When companies are together in person, they grab a coffee and a meeting breaks out, but when you have that on video it’s awkward. There has to be more structure to the meetings because people don’t want to spend any excess time like they would in person. They want to make it as short and efficient as possible.

It’s hard to replicate the idea flow of getting in a room together with a white board.

Where people could get better is in their external messages. When you speak to your team it’s a different tone and simple things like charisma, lighting and talking TO your audience – the things people master for TV and film – takes a lot more effort than chatting with your team. Not having this skill is hurting some on the marketing side.

Q: Time to start planning for 2021. What are the big issues we’re seeing and how are the plans differing from what you initially thought?

It’s time for the annual reset and the One Page Strategic Plan (OPSP) – the gift that gives back for the next 4 quarters. We set our annual key initiatives – 6-8 things over the next 12 months to move the business forward – but what often gets left behind is this is a time to reset ourselves.

We need to be mindful of what we’re doing with our people to keep them on track on a personal growth level. We’re all a little out of our rhythm right now, but so goes the person, so goes the business. We need to develop the WHOLE person to get the best results in the new year.

Answer the question: what do you want? Don’t let your logic stifle what your true goals are. Once you define it, then you can set out and figure out how to achieve it.


Q: How are you advising organizations to combat the fatigue we’re all dealing with?

We have to take time to take a break and step away from the screen. Set some boundaries.

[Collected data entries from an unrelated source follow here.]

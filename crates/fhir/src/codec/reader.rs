use std::collections::HashSet;

use meridian_serde_support::{align_primitive_array, choice_suffix};
use serde_json::Value;

use super::primitive::{decode_companion, decode_list, decode_primitive_member, decode_string};
use super::{
    ChoiceType, DecodeContext, DecodeErrorKind, DecodeResult, FhirJson, JsonMap, PrimitiveValue,
};
use crate::element::Element;

/// Reads the `resourceType` discriminator of a resource object.
pub fn resource_type_of<'m>(
    map: &'m JsonMap,
    ctx: &mut DecodeContext<'_>,
) -> DecodeResult<&'m str> {
    match map.get("resourceType") {
        None | Some(Value::Null) => Err(ctx.error(DecodeErrorKind::MissingResourceType)),
        Some(Value::String(resource_type)) => Ok(resource_type),
        Some(other) => Err(ctx.error_at(
            "resourceType",
            DecodeErrorKind::type_mismatch("string", other),
        )),
    }
}

/// Field-by-field access to a JSON object during decoding.
///
/// Every member that is read is marked as claimed. [`ObjectReader::finish`]
/// reports the members nobody claimed: an error in strict mode, preserved
/// members otherwise.
#[derive(Debug)]
pub struct ObjectReader<'a> {
    map: &'a JsonMap,
    claimed: HashSet<&'a str>,
}

impl<'a> ObjectReader<'a> {
    pub fn new(map: &'a JsonMap) -> Self {
        Self {
            map,
            claimed: HashSet::with_capacity(map.len()),
        }
    }

    fn get(&mut self, key: &str) -> Option<&'a Value> {
        let (key, value) = self.map.get_key_value(key)?;
        self.claimed.insert(key.as_str());
        Some(value)
    }

    fn get_companion(&mut self, key: &str) -> Option<&'a Value> {
        self.get(&format!("_{key}"))
    }

    /// Checks that the object is tagged with `expected`.
    pub fn expect_resource_type(
        &mut self,
        ctx: &mut DecodeContext<'_>,
        expected: &'static str,
    ) -> DecodeResult<()> {
        let found = resource_type_of(self.map, ctx)?;
        self.get("resourceType");
        if found != expected {
            return Err(ctx.error_at(
                "resourceType",
                DecodeErrorKind::ResourceTypeMismatch {
                    expected,
                    found: found.to_string(),
                },
            ));
        }
        Ok(())
    }

    /// A plain string member such as `id` or `url`.
    pub fn string(
        &mut self,
        ctx: &mut DecodeContext<'_>,
        key: &str,
    ) -> DecodeResult<Option<String>> {
        match self.get(key) {
            Some(value) => ctx.at_key(key, |ctx| decode_string(value, ctx)),
            None => Ok(None),
        }
    }

    pub fn required_string(
        &mut self,
        ctx: &mut DecodeContext<'_>,
        key: &'static str,
    ) -> DecodeResult<String> {
        self.string(ctx, key)?
            .ok_or_else(|| ctx.error(DecodeErrorKind::MissingField(key)))
    }

    /// A single primitive together with its `_key` companion.
    pub fn primitive<V, E>(
        &mut self,
        ctx: &mut DecodeContext<'_>,
        key: &str,
    ) -> DecodeResult<Option<Element<V, E>>>
    where
        V: PrimitiveValue,
        E: FhirJson,
    {
        let value = self.get(key);
        let companion = self.get_companion(key);
        decode_primitive_member(ctx, key, value, companion)
    }

    pub fn required_primitive<V, E>(
        &mut self,
        ctx: &mut DecodeContext<'_>,
        key: &'static str,
    ) -> DecodeResult<Element<V, E>>
    where
        V: PrimitiveValue,
        E: FhirJson,
    {
        self.primitive(ctx, key)?
            .ok_or_else(|| ctx.error(DecodeErrorKind::MissingField(key)))
    }

    /// A repeating primitive, aligned with its `_key` companion array.
    pub fn primitive_list<V, E>(
        &mut self,
        ctx: &mut DecodeContext<'_>,
        key: &str,
    ) -> DecodeResult<Option<Vec<Element<V, E>>>>
    where
        V: PrimitiveValue,
        E: FhirJson,
    {
        let values = self.get(key).filter(|v| !v.is_null());
        let companions = self.get_companion(key).filter(|v| !v.is_null());
        if values.is_none() && companions.is_none() {
            return Ok(None);
        }

        let companion_key = format!("_{key}");
        let slots = align_primitive_array(ctx, key, values, companions)?;
        let mut elements = Vec::with_capacity(slots.len());
        for (index, slot) in slots.into_iter().enumerate() {
            let value = match slot.value {
                Some(raw) => Some(ctx.at_key(key, |ctx| {
                    ctx.at_index(index, |ctx| V::from_json(raw).map_err(|kind| ctx.error(kind)))
                })?),
                None => None,
            };
            let (id, extension) = match slot.companion {
                Some(map) => ctx.at_key(&companion_key, |ctx| {
                    ctx.at_index(index, |ctx| decode_companion(map, ctx))
                })?,
                None => (None, None),
            };

            let element = Element {
                id,
                extension,
                value,
            };
            if element.is_empty() {
                return Err(ctx.at_key(&companion_key, |ctx| {
                    ctx.at_index(index, |ctx| {
                        ctx.error(DecodeErrorKind::MalformedPrimitiveArray {
                            index,
                            reason: "companion carries neither an id nor an extension",
                        })
                    })
                }));
            }
            elements.push(element);
        }
        Ok(Some(elements))
    }

    /// A single complex element, backbone element or resource.
    pub fn complex<T: FhirJson>(
        &mut self,
        ctx: &mut DecodeContext<'_>,
        key: &str,
    ) -> DecodeResult<Option<T>> {
        match self.get(key) {
            None | Some(Value::Null) => Ok(None),
            Some(value) => ctx.at_key(key, |ctx| T::decode_json(value, ctx)).map(Some),
        }
    }

    pub fn required_complex<T: FhirJson>(
        &mut self,
        ctx: &mut DecodeContext<'_>,
        key: &'static str,
    ) -> DecodeResult<T> {
        self.complex(ctx, key)?
            .ok_or_else(|| ctx.error(DecodeErrorKind::MissingField(key)))
    }

    pub fn complex_list<T: FhirJson>(
        &mut self,
        ctx: &mut DecodeContext<'_>,
        key: &str,
    ) -> DecodeResult<Option<Vec<T>>> {
        match self.get(key) {
            Some(value) => ctx.at_key(key, |ctx| decode_list(value, ctx)),
            None => Ok(None),
        }
    }

    /// A `stem[x]` choice member.
    ///
    /// Scans the members not claimed so far for `stem` followed by an
    /// uppercase type suffix, with or without a leading `_`.
    pub fn choice<C: ChoiceType>(
        &mut self,
        ctx: &mut DecodeContext<'_>,
        stem: &'static str,
    ) -> DecodeResult<Option<C>> {
        let map = self.map;
        let mut suffixes: Vec<&'a str> = Vec::new();
        let mut nulls: Vec<&'a str> = Vec::new();
        for (key, value) in map {
            if self.claimed.contains(key.as_str()) {
                continue;
            }
            let Some(suffix) = choice_suffix(stem, key) else {
                continue;
            };
            if value.is_null() {
                nulls.push(key);
            } else if !suffixes.contains(&suffix) {
                suffixes.push(suffix);
            }
        }
        self.claimed.extend(nulls);

        let suffix = match suffixes.as_slice() {
            [] => return Ok(None),
            [suffix] => *suffix,
            many => {
                return Err(ctx.error(DecodeErrorKind::MultipleChoiceVariants {
                    stem,
                    found: many
                        .iter()
                        .map(|suffix| format!("{stem}{suffix}"))
                        .collect(),
                }));
            }
        };

        let key = format!("{stem}{suffix}");
        let Some(type_name) = C::type_name_for_suffix(suffix) else {
            return Err(ctx.error_at(
                &key,
                DecodeErrorKind::UnknownVariant {
                    stem,
                    type_name: suffix.to_string(),
                },
            ));
        };

        let value = self.get(&key);
        let companion = self.get_companion(&key);
        C::decode_variant(ctx, stem, type_name, &key, value, companion)
    }

    pub fn required_choice<C: ChoiceType>(
        &mut self,
        ctx: &mut DecodeContext<'_>,
        stem: &'static str,
    ) -> DecodeResult<C> {
        self.choice(ctx, stem)?
            .ok_or_else(|| ctx.error(DecodeErrorKind::MissingRequiredChoice { stem }))
    }

    /// Returns the members nobody claimed, in document order.
    ///
    /// Strict mode fails on the first such member.
    pub fn finish(self, ctx: &mut DecodeContext<'_>) -> DecodeResult<JsonMap> {
        let mut unknown = JsonMap::new();
        for (key, value) in self.map {
            if self.claimed.contains(key.as_str()) {
                continue;
            }
            if ctx.is_strict() {
                return Err(ctx.error_at(key, DecodeErrorKind::UnknownField(key.clone())));
            }
            tracing::debug!(
                field = %key,
                path = %ctx.pointer(),
                "preserving unrecognized member"
            );
            unknown.insert(key.clone(), value.clone());
        }
        Ok(unknown)
    }
}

It’s easy for us right now to just keep working – especially working from home. You have to make yourself “go home.” Do simple things like change clothes after work to turn the “work” switch off.

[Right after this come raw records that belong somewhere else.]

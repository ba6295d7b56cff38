//! The configurable codec.
//!
//! [`Codec`] owns a set of [`DecodeOptions`] and runs every decode call in a
//! fresh context, so one instance can be shared freely between threads.

use meridian_fhir::FhirJson;
#[cfg(feature = "R4")]
use meridian_fhir::r4::Resource;
use meridian_serde_support::{DecodeOptions, check_nesting};
use serde::Deserialize;
use serde_json::Value;

use crate::error::Result;

/// Decodes and encodes FHIR JSON with fixed options.
///
/// # Examples
///
/// ```
/// use meridian_serde::Codec;
/// use meridian_fhir::r4::Patient;
///
/// let codec = Codec::strict();
/// let patient: Patient = codec.decode_str(r#"{"resourceType": "Patient", "id": "a"}"#)?;
/// assert_eq!(codec.encode_string(&patient)?, r#"{"resourceType":"Patient","id":"a"}"#);
/// # Ok::<(), meridian_serde::SerdeError>(())
/// ```
#[derive(Debug, Clone, Copy, Default, PartialEq, Eq)]
pub struct Codec {
    options: DecodeOptions,
}

impl Codec {
    pub fn new(options: DecodeOptions) -> Self {
        Self { options }
    }

    /// A codec that rejects unrecognised members.
    pub fn strict() -> Self {
        Self::new(DecodeOptions::strict())
    }

    /// A codec that preserves unrecognised members for re-encoding.
    pub fn lenient() -> Self {
        Self::new(DecodeOptions::lenient())
    }

    pub fn options(&self) -> &DecodeOptions {
        &self.options
    }

    /// Decodes a parsed JSON tree.
    pub fn decode<T: FhirJson>(&self, value: &Value) -> Result<T> {
        tracing::debug!(
            target_type = std::any::type_name::<T>(),
            strict = self.options.strict,
            max_depth = self.options.max_depth,
            "decoding FHIR JSON"
        );
        Ok(T::from_json_with(value, &self.options)?)
    }

    pub fn decode_str<T: FhirJson>(&self, s: &str) -> Result<T> {
        self.decode(&self.parse_str(s)?)
    }

    pub fn decode_slice<T: FhirJson>(&self, v: &[u8]) -> Result<T> {
        self.decode(&self.parse_slice(v)?)
    }

    /// Parses JSON text into a tree, bounding its nesting by `max_depth`.
    ///
    /// Text nested deeper than the options allow fails with `DepthExceeded`
    /// at the same path decoding would report, whatever the depth.
    pub fn parse_str(&self, s: &str) -> Result<Value> {
        check_nesting(s.as_bytes(), &self.options)?;
        let mut de = serde_json::Deserializer::from_str(s);
        de.disable_recursion_limit();
        let value = Value::deserialize(&mut de)?;
        de.end()?;
        Ok(value)
    }

    pub fn parse_slice(&self, v: &[u8]) -> Result<Value> {
        check_nesting(v, &self.options)?;
        let mut de = serde_json::Deserializer::from_slice(v);
        de.disable_recursion_limit();
        let value = Value::deserialize(&mut de)?;
        de.end()?;
        Ok(value)
    }

    /// Decodes a resource whose type is only known from its `resourceType`.
    #[cfg(feature = "R4")]
    pub fn decode_resource(&self, value: &Value) -> Result<Resource> {
        self.decode(value)
    }

    pub fn encode<T: FhirJson>(&self, value: &T) -> Value {
        value.encode_json()
    }

    pub fn encode_string<T: FhirJson>(&self, value: &T) -> Result<String> {
        Ok(serde_json::to_string(&self.encode(value))?)
    }

    pub fn encode_string_pretty<T: FhirJson>(&self, value: &T) -> Result<String> {
        Ok(serde_json::to_string_pretty(&self.encode(value))?)
    }

    pub fn encode_vec<T: FhirJson>(&self, value: &T) -> Result<Vec<u8>> {
        Ok(serde_json::to_vec(&self.encode(value))?)
    }
}

#[cfg(all(test, feature = "R4"))]
mod tests {
    use super::*;
    use crate::SerdeError;
    use meridian_serde_support::DecodeErrorKind;

    #[test]
    fn syntax_errors_are_json_errors() {
        let err = Codec::default()
            .decode_str::<Resource>("{not json")
            .unwrap_err();
        assert!(matches!(err, SerdeError::Json(_)));
        assert_eq!(err.path(), None);
    }

    #[test]
    fn decode_errors_keep_their_path() {
        let err = Codec::strict()
            .decode_str::<Resource>(r#"{"resourceType": "Patient", "active": "yes"}"#)
            .unwrap_err();
        assert_eq!(err.path(), Some("/active"));
        assert!(matches!(
            err.as_decode().map(|e| &e.kind),
            Some(DecodeErrorKind::TypeMismatch { expected: "boolean", .. })
        ));
    }

    #[test]
    fn options_are_applied() {
        let input = r#"{"resourceType": "Basic", "extra": 1}"#;
        assert!(Codec::strict().decode_str::<Resource>(input).is_err());
        let lenient: Resource = Codec::lenient().decode_str(input).unwrap();
        assert_eq!(
            Codec::lenient().encode_string(&lenient).unwrap(),
            r#"{"resourceType":"Basic","extra":1}"#
        );

        let shallow = Codec::new(DecodeOptions::default().with_max_depth(1));
        let err = shallow
            .decode_str::<Resource>(r#"{"resourceType": "Basic", "code": {"text": "x"}}"#)
            .unwrap_err();
        assert_eq!(err.path(), Some("/code"));
    }

    #[test]
    fn parse_reports_depth_before_building_the_tree() {
        let codec = Codec::new(DecodeOptions::default().with_max_depth(2));
        let err = codec
            .parse_str(r#"{"resourceType": "Basic", "extra": {"a": {"b": 1}}}"#)
            .unwrap_err();
        assert_eq!(err.path(), Some("/extra/a"));

        let value = codec.parse_slice(br#"{"extra": {"a": [1, 2]}}"#).unwrap();
        assert_eq!(value["extra"]["a"][1], 2);
        assert!(matches!(codec.parse_str("{} {}"), Err(SerdeError::Json(_))));
    }
}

Make yourself “commute” home. At 5, go to the store and drive back home. Give your body and mind the shift change. Honor the “going home” because it is easy not to.


Q: There’s a lot in the new around reemergence for COVID over the next 6-12 weeks – what are you advising how to prepare in the event this does effect us again in a major way?

If you didn’t get it right the first time and mitigate risk, go full remote. Wash your hands, take your vitamins, stay away from people. Take care of yourself. Have a plan.

Resource for Preparedness:

We’re not out of the woods yet so we’ve got to stay focused and stick to the basics. Don’t give up but it all comes back to executing on the basics. Better to be prepared than having to react.